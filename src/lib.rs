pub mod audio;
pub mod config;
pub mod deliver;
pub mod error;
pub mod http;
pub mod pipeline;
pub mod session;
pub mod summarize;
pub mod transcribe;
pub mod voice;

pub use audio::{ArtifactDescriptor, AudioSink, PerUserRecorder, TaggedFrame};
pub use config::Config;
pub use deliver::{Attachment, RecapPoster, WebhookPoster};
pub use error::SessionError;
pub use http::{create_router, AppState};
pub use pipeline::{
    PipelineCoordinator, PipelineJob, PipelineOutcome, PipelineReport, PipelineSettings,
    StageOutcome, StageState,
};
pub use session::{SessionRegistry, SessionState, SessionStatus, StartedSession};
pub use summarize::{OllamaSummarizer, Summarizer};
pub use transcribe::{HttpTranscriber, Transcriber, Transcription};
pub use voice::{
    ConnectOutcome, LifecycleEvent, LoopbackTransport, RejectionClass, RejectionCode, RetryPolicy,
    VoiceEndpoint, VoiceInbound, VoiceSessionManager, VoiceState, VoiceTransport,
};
==
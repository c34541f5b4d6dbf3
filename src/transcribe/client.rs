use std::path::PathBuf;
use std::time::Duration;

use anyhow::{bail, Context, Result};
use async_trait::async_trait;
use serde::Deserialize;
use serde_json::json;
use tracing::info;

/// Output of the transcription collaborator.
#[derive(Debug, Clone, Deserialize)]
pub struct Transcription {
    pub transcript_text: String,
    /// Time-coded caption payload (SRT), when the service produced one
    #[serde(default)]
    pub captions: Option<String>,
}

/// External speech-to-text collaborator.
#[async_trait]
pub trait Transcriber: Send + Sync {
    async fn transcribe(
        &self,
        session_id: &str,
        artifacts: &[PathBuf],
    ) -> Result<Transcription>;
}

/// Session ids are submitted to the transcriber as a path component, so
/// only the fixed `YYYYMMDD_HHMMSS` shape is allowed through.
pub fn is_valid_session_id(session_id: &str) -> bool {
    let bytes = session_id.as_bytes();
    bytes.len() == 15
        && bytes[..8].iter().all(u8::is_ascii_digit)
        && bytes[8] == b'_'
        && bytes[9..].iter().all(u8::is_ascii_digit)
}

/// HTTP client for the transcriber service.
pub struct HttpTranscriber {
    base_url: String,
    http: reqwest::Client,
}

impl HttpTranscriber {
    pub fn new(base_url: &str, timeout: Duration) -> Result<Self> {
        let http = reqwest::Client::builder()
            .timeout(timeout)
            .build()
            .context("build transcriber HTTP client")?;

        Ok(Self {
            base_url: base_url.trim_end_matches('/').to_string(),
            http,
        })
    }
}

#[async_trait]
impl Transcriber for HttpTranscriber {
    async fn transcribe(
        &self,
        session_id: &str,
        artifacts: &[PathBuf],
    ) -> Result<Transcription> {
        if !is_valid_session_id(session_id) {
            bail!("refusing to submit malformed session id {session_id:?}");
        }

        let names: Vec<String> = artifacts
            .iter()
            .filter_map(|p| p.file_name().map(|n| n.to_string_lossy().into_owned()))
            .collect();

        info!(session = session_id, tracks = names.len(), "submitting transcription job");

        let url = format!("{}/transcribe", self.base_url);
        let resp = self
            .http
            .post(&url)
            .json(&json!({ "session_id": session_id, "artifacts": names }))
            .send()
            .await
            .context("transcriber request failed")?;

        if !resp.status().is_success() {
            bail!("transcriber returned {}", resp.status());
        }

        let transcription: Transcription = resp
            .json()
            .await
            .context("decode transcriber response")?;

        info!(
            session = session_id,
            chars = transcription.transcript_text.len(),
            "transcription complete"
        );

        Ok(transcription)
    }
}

__Problem details__:
Scan the listing and copy every line where the string "Duration" shows up.

__Your solution__:
use std::time::Duration;
    pub fn new(base_url: &str, timeout: Duration) -> Result<Self> {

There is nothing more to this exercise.